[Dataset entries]
□ □ □ □ □ □ □
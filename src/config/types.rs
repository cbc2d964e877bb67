//! Raw entity config types matching the JSON config files.

use serde::{Deserialize, Serialize};

/// Field kind as written in config. Resolved into [`crate::schema::FieldType`].
#[derive(Clone, Copy, Debug, PartialEq, Eq, Serialize, Deserialize)]
#[serde(rename_all = "lowercase")]
pub enum FieldKindConfig {
    Scalar,
    Image,
    Pictures,
    Storage,
}

impl Default for FieldKindConfig {
    fn default() -> Self {
        FieldKindConfig::Scalar
    }
}

#[derive(Clone, Debug, Serialize, Deserialize)]
pub struct FieldConfig {
    pub name: String,
    #[serde(rename = "type", default)]
    pub kind: FieldKindConfig,
    #[serde(default)]
    pub required: bool,
    /// PostgreSQL type used for DDL and parameter casts (e.g. "text", "bigint"). Upload fields are always text.
    #[serde(default)]
    pub sql_type: Option<String>,
    /// Thumbnail variant returned in upload URLs. Defaults to "thumbnail".
    #[serde(default)]
    pub thumbnail: Option<String>,
}

#[derive(Clone, Copy, Debug, PartialEq, Eq, Serialize, Deserialize)]
#[serde(rename_all = "lowercase")]
pub enum PkTypeConfig {
    BigInt,
    Int,
    Uuid,
    Text,
}

impl Default for PkTypeConfig {
    fn default() -> Self {
        PkTypeConfig::BigInt
    }
}

#[derive(Clone, Debug, Serialize, Deserialize)]
pub struct EntityConfig {
    pub name: String,
    pub table: String,
    #[serde(default)]
    pub schema: Option<String>,
    #[serde(default = "default_primary_key")]
    pub primary_key: String,
    #[serde(default)]
    pub pk_type: PkTypeConfig,
    /// Column holding the owner identity. `null` disables ownership (every mutation is forbidden).
    #[serde(default = "default_owner_column")]
    pub owner_column: Option<String>,
    /// Columns never exposed in list/get output.
    #[serde(default)]
    pub hidden_fields: Vec<String>,
    /// Columns silently dropped from insert/update payloads.
    #[serde(default)]
    pub protected_fields: Vec<String>,
    #[serde(default)]
    pub fields: Vec<FieldConfig>,
}

fn default_primary_key() -> String {
    "id".into()
}

fn default_owner_column() -> Option<String> {
    Some("member_id".into())
}

/// All entity configs in one struct for in-memory loading.
#[derive(Clone, Debug, Default, Serialize, Deserialize)]
pub struct FullConfig {
    pub entities: Vec<EntityConfig>,
}
//! Axum extractors.

mod context;
pub use context::CONTENT_TYPE_HEADER;
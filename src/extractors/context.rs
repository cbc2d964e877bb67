//! Build a [`RequestContext`] from the request: caller from the authentication extension,
//! media type from the `Content-Type` header.

use crate::identity::CallerIdentity;
use crate::request::RequestContext;
use async_trait::async_trait;
use axum::{extract::FromRequestParts, http::request::Parts};

pub const CONTENT_TYPE_HEADER: &str = "content-type";

#[async_trait]
impl<S> FromRequestParts<S> for RequestContext
where
    S: Send + Sync,
{
    type Rejection = std::convert::Infallible;

    async fn from_request_parts(parts: &mut Parts, _state: &S) -> Result<Self, Self::Rejection> {
        let caller = parts.extensions.get::<CallerIdentity>().copied();
        let content_type = parts
            .headers
            .get(CONTENT_TYPE_HEADER)
            .and_then(|v| v.to_str().ok())
            .map(|s| s.trim().to_string())
            .filter(|s| !s.is_empty());
        Ok(RequestContext {
            caller: caller.map(|c| c.0),
            content_type,
        })
    }
}

#[cfg(test)]
mod tests {
    use super::*;
    use axum::http::Request;

    #[tokio::test]
    async fn reads_identity_and_content_type() {
        let mut req = Request::builder()
            .header("Content-Type", "image/png")
            .body(())
            .unwrap();
        req.extensions_mut().insert(CallerIdentity(5));
        let (mut parts, _) = req.into_parts();
        let ctx = RequestContext::from_request_parts(&mut parts, &()).await.unwrap();
        assert_eq!(ctx, RequestContext::member(5).with_content_type("image/png"));
    }

    #[tokio::test]
    async fn anonymous_without_extension() {
        let (mut parts, _) = Request::builder().body(()).unwrap().into_parts();
        let ctx = RequestContext::from_request_parts(&mut parts, &()).await.unwrap();
        assert_eq!(ctx, RequestContext::anonymous());
    }
}
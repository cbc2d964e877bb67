//! Entity configuration: raw serde types, validation, and the resolved runtime model.

mod loader;
mod resolved;
mod types;
mod validator;

pub use loader::{load_from_path, parse_entities, resolve};
pub use resolved::{ColumnInfo, PkType, ResolvedEntity, ResolvedModel, TableRef};
pub use types::{EntityConfig, FieldConfig, FieldKindConfig, FullConfig, PkTypeConfig};
pub use validator::{check_identifier, check_sql_type, validate};
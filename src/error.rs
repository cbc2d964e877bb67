//! Typed errors and HTTP mapping.

use axum::{
    http::StatusCode,
    response::{IntoResponse, Response},
    Json,
};
use serde::Serialize;
use thiserror::Error;

#[derive(Error, Debug)]
pub enum ConfigError {
    #[error("duplicate entity name: {0}")]
    DuplicateEntity(String),
    #[error("duplicate field '{field}' in entity '{entity}'")]
    DuplicateField { entity: String, field: String },
    #[error("invalid identifier: {0}")]
    InvalidIdentifier(String),
    #[error("entity '{entity}' references unknown column '{column}' in {list}")]
    UnknownColumn {
        entity: String,
        list: &'static str,
        column: String,
    },
    #[error("config load: {0}")]
    Load(String),
    #[error("settings: {0}")]
    Settings(String),
}

#[derive(Error, Debug)]
pub enum AppError {
    #[error(transparent)]
    Config(#[from] ConfigError),
    #[error("not found: {0}")]
    NotFound(String),
    #[error("forbidden: {0}")]
    Forbidden(String),
    #[error("unauthorized: {0}")]
    Unauthorized(String),
    #[error("bad request: {0}")]
    BadRequest(String),
    #[error("unprocessable: {0}")]
    Unprocessable(String),
    #[error("conflict: {0}")]
    Conflict(String),
    #[error("internal: {0}")]
    Internal(String),
    #[error("database: {0}")]
    Db(#[from] sqlx::Error),
}

impl AppError {
    /// Status code and machine-readable code for the routing layer.
    pub fn status_code(&self) -> (StatusCode, &'static str) {
        match self {
            AppError::Config(_) => (StatusCode::INTERNAL_SERVER_ERROR, "config_error"),
            AppError::NotFound(_) => (StatusCode::NOT_FOUND, "not_found"),
            AppError::Forbidden(_) => (StatusCode::FORBIDDEN, "forbidden"),
            AppError::Unauthorized(_) => (StatusCode::UNAUTHORIZED, "unauthorized"),
            AppError::BadRequest(_) => (StatusCode::BAD_REQUEST, "bad_request"),
            AppError::Unprocessable(_) => (StatusCode::UNPROCESSABLE_ENTITY, "unprocessable_entity"),
            AppError::Conflict(_) => (StatusCode::CONFLICT, "conflict"),
            AppError::Internal(_) => (StatusCode::INTERNAL_SERVER_ERROR, "internal_error"),
            AppError::Db(_) => (StatusCode::INTERNAL_SERVER_ERROR, "database_error"),
        }
    }
}

#[derive(Serialize)]
pub struct ErrorBody {
    pub error: ErrorDetail,
}

#[derive(Serialize)]
pub struct ErrorDetail {
    pub code: String,
    pub message: String,
}

impl IntoResponse for AppError {
    fn into_response(self) -> Response {
        let (status, code) = self.status_code();
        let body = ErrorBody {
            error: ErrorDetail {
                code: code.to_string(),
                message: self.to_string(),
            },
        };
        (status, Json(body)).into_response()
    }
}
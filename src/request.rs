//! Inputs to controller operations, built by the routing layer.

use crate::error::AppError;
use crate::identity::{IdentityProvider, MemberId};
use serde_json::Value;

/// Per-request data threaded into every operation.
#[derive(Clone, Debug, Default, PartialEq, Eq)]
pub struct RequestContext {
    pub caller: Option<MemberId>,
    /// Request media type; used for upload file extensions when the payload does not carry one.
    pub content_type: Option<String>,
}

impl RequestContext {
    pub fn anonymous() -> Self {
        RequestContext::default()
    }

    pub fn member(id: MemberId) -> Self {
        RequestContext {
            caller: Some(id),
            content_type: None,
        }
    }

    pub fn from_provider(provider: &dyn IdentityProvider) -> Self {
        RequestContext {
            caller: provider.caller_id(),
            content_type: None,
        }
    }

    pub fn with_content_type(mut self, content_type: impl Into<String>) -> Self {
        self.content_type = Some(content_type.into());
        self
    }
}

#[derive(Clone, Debug, PartialEq, Eq)]
pub struct OrderBy {
    pub column: String,
    pub descending: bool,
}

impl OrderBy {
    /// Parse `column`, `column asc` or `column desc` (also `-column` for descending).
    pub fn parse(s: &str) -> Result<Self, AppError> {
        let s = s.trim();
        if let Some(col) = s.strip_prefix('-') {
            return Ok(OrderBy {
                column: col.trim().to_string(),
                descending: true,
            });
        }
        let mut parts = s.split_whitespace();
        let column = parts
            .next()
            .ok_or_else(|| AppError::BadRequest("empty order".into()))?
            .to_string();
        let descending = match parts.next().map(|d| d.to_ascii_lowercase()) {
            None => false,
            Some(d) if d == "asc" => false,
            Some(d) if d == "desc" => true,
            Some(d) => return Err(AppError::BadRequest(format!("invalid order direction: {}", d))),
        };
        if parts.next().is_some() {
            return Err(AppError::BadRequest(format!("invalid order: {}", s)));
        }
        Ok(OrderBy { column, descending })
    }
}

/// Pagination, exact-match filters and ordering for `list`.
#[derive(Clone, Debug, Default, PartialEq)]
pub struct ListQuery {
    pub offset: Option<u32>,
    pub limit: Option<u32>,
    pub filters: Vec<(String, Value)>,
    pub order: Option<OrderBy>,
}

pub const DEFAULT_LIMIT: u32 = 100;
pub const MAX_LIMIT: u32 = 1000;

impl ListQuery {
    pub fn effective_limit(&self) -> u32 {
        self.limit.unwrap_or(DEFAULT_LIMIT).min(MAX_LIMIT)
    }

    pub fn effective_offset(&self) -> u32 {
        self.offset.unwrap_or(0)
    }
}

/// Whole-record vs single-field update.
#[derive(Clone, Debug, PartialEq)]
pub enum UpdateRequest {
    /// Body as received. It must be an object, checked after the record and its owner are.
    WholeRecord(Value),
    SingleField { field: String, content: Value },
}

impl UpdateRequest {
    /// Exactly one extra path parameter addresses a single field; any other count the whole record.
    pub fn from_path_params(params: &[String], data: Value) -> Self {
        match params {
            [field] => UpdateRequest::SingleField {
                field: field.clone(),
                content: data,
            },
            _ => UpdateRequest::WholeRecord(data),
        }
    }
}

/// Whole-record delete vs single-field reset.
#[derive(Clone, Debug, PartialEq, Eq)]
pub enum DeleteRequest {
    WholeRecord,
    SingleField { field: String },
}

impl DeleteRequest {
    /// Same arity rule as [`UpdateRequest::from_path_params`].
    pub fn from_path_params(params: &[String]) -> Self {
        match params {
            [field] => DeleteRequest::SingleField { field: field.clone() },
            _ => DeleteRequest::WholeRecord,
        }
    }
}
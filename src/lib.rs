//! Resource SDK: configuration-driven entity CRUD with ownership checks and typed upload fields.

pub mod access;
pub mod codec;
pub mod config;
pub mod error;
pub mod extractors;
pub mod identity;
pub mod migration;
pub mod request;
pub mod schema;
pub mod service;
pub mod settings;
pub mod sql;
pub mod state;
pub mod store;
pub mod upload;

pub use codec::UploadResult;
pub use config::{load_from_path, parse_entities, resolve, FullConfig, ResolvedEntity, ResolvedModel};
pub use error::{AppError, ConfigError};
pub use identity::{CallerIdentity, IdentityProvider, MemberId};
pub use migration::apply_migrations;
pub use request::{DeleteRequest, ListQuery, OrderBy, RequestContext, UpdateRequest};
pub use schema::{FieldDefinition, FieldRegistry, FieldType, ModelFieldRegistry};
pub use service::{EntityController, UpdateOutcome};
pub use settings::Settings;
pub use state::AppState;
pub use store::{Guard, InMemoryRecordStore, PgRecordStore, RecordStore};
pub use upload::{FileStorage, FileStorageError, LocalFileStorage, S3FileStorage, UploadProcessor};

/// Install a `tracing` subscriber filtered by `RUST_LOG`, falling back to `default_filter`.
/// Does nothing if a subscriber is already set.
pub fn init_tracing(default_filter: &str) {
    let _ = tracing_subscriber::fmt()
        .with_env_filter(
            tracing_subscriber::EnvFilter::try_from_default_env()
                .unwrap_or_else(|_| tracing_subscriber::EnvFilter::new(default_filter)),
        )
        .try_init();
}
//! Configuration management

use crate::crypto::Method;
use crate::protocol::CONNECT_TIMEOUT;
use crate::proxy::SessionConfig;
use serde::{Deserialize, Serialize};
use std::path::Path;
use std::time::Duration;

/// Main configuration
#[derive(Debug, Clone, Default, Serialize, Deserialize)]
pub struct Config {
    /// Local listener configuration
    #[serde(default)]
    pub local: LocalConfig,
    /// Upstream proxy configuration
    #[serde(default)]
    pub server: ServerConfig,
    /// Logging configuration
    #[serde(default)]
    pub logging: LoggingConfig,
}

impl Config {
    /// Load configuration from file
    pub fn load<P: AsRef<Path>>(path: P) -> Result<Self, crate::Error> {
        let content = std::fs::read_to_string(path)
            .map_err(|e| crate::Error::Config(format!("Failed to read config: {}", e)))?;

        toml::from_str(&content)
            .map_err(|e| crate::Error::Config(format!("Failed to parse config: {}", e)))
    }

    /// Save configuration to file
    pub fn save<P: AsRef<Path>>(&self, path: P) -> Result<(), crate::Error> {
        let content = toml::to_string_pretty(self)
            .map_err(|e| crate::Error::Config(format!("Failed to serialize config: {}", e)))?;

        std::fs::write(path, content)
            .map_err(|e| crate::Error::Config(format!("Failed to write config: {}", e)))
    }

    /// Check that the configuration can start a local server
    pub fn validate(&self) -> Result<(), crate::Error> {
        if self.local.listen.is_empty() {
            return Err(crate::Error::Config("local.listen is empty".into()));
        }
        self.server.method()?;
        if self.server.host.is_empty() {
            return Err(crate::Error::Config("server.host is empty".into()));
        }
        if self.server.port == 0 {
            return Err(crate::Error::Config("server.port must not be 0".into()));
        }
        if self.server.password.is_empty() {
            return Err(crate::Error::Config("server.password is empty".into()));
        }
        if self.server.timeout == 0 {
            return Err(crate::Error::Config("server.timeout must not be 0".into()));
        }
        Ok(())
    }

    /// Validated settings for the sessions of a local server
    pub fn session_config(&self) -> Result<SessionConfig, crate::Error> {
        self.validate()?;

        Ok(SessionConfig::new(
            self.server.host.clone(),
            self.server.port,
            self.server.method()?,
            self.server.password.clone(),
        )
        .with_one_time_auth(self.server.one_time_auth)
        .with_connect_timeout(Duration::from_secs(self.server.timeout)))
    }
}

/// Local listener configuration
#[derive(Debug, Clone, Serialize, Deserialize)]
#[serde(default)]
pub struct LocalConfig {
    /// SOCKS5 listen address
    pub listen: String,
}

impl Default for LocalConfig {
    fn default() -> Self {
        Self {
            listen: "127.0.0.1:1080".to_string(),
        }
    }
}

/// Upstream proxy configuration
#[derive(Debug, Clone, Serialize, Deserialize)]
#[serde(default)]
pub struct ServerConfig {
    /// Upstream host name or address
    pub host: String,
    /// Upstream port
    pub port: u16,
    /// Cipher method name (e.g. "aes-256-cfb")
    pub method: String,
    /// Shared password
    pub password: String,
    /// Authenticate the header and every chunk
    pub one_time_auth: bool,
    /// Connect timeout in seconds
    pub timeout: u64,
}

impl Default for ServerConfig {
    fn default() -> Self {
        Self {
            host: "127.0.0.1".to_string(),
            port: 8388,
            method: Method::Aes256Cfb.to_string(),
            password: String::new(),
            one_time_auth: false,
            timeout: CONNECT_TIMEOUT.as_secs(),
        }
    }
}

impl ServerConfig {
    /// Parsed cipher method
    pub fn method(&self) -> Result<Method, crate::Error> {
        self.method
            .parse()
            .map_err(|e| crate::Error::Config(format!("server.method: {}", e)))
    }
}

/// Logging configuration
#[derive(Debug, Clone, Serialize, Deserialize)]
#[serde(default)]
pub struct LoggingConfig {
    /// Log level (trace, debug, info, warn, error)
    pub level: String,
    /// Log format (pretty, json, compact)
    pub format: String,
}

impl Default for LoggingConfig {
    fn default() -> Self {
        Self {
            level: "info".to_string(),
            format: "pretty".to_string(),
        }
    }
}

/// Generate example configuration
pub fn generate_example_config() -> Config {
    let mut config = Config::default();
    config.server.password = "change-me".to_string();
    config
}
□ □ □ □ □ □ □
_Task:_
Reproduce the records above line by line, without any change, up to and including the line that holds "from insert/update payloads.".

_Written answer:_
filename src/config/types.rs
repository cbc2d964e877bb67
//! Raw entity config types matching the JSON config files.

use serde::{Deserialize, Serialize};

/// Field kind as written in config. Resolved into [`crate::schema::FieldType`].
#[derive(Clone, Copy, Debug, PartialEq, Eq, Serialize, Deserialize)]
#[serde(rename_all = "lowercase")]
pub enum FieldKindConfig {
    Scalar,
    Image,
    Pictures,
    Storage,
}

impl Default for FieldKindConfig {
    fn default() -> Self {
        FieldKindConfig::Scalar
    }
}

#[derive(Clone, Debug, Serialize, Deserialize)]
pub struct FieldConfig {
    pub name: String,
    #[serde(rename = "type", default)]
    pub kind: FieldKindConfig,
    #[serde(default)]
    pub required: bool,
    /// PostgreSQL type used for DDL and parameter casts (e.g. "text", "bigint"). Upload fields are always text.
    #[serde(default)]
    pub sql_type: Option<String>,
    /// Thumbnail variant returned in upload URLs. Defaults to "thumbnail".
    #[serde(default)]
    pub thumbnail: Option<String>,
}

#[derive(Clone, Copy, Debug, PartialEq, Eq, Serialize, Deserialize)]
#[serde(rename_all = "lowercase")]
pub enum PkTypeConfig {
    BigInt,
    Int,
    Uuid,
    Text,
}

impl Default for PkTypeConfig {
    fn default() -> Self {
        PkTypeConfig::BigInt
    }
}

#[derive(Clone, Debug, Serialize, Deserialize)]
pub struct EntityConfig {
    pub name: String,
    pub table: String,
    #[serde(default)]
    pub schema: Option<String>,
    #[serde(default = "default_primary_key")]
    pub primary_key: String,
    #[serde(default)]
    pub pk_type: PkTypeConfig,
    /// Column holding the owner identity. `null` disables ownership (every mutation is forbidden).
    #[serde(default = "default_owner_column")]
    pub owner_column: Option<String>,
    /// Columns never exposed in list/get output.
    #[serde(default)]
    pub hidden_fields: Vec<String>,
    /// Columns silently dropped from insert/update payloads.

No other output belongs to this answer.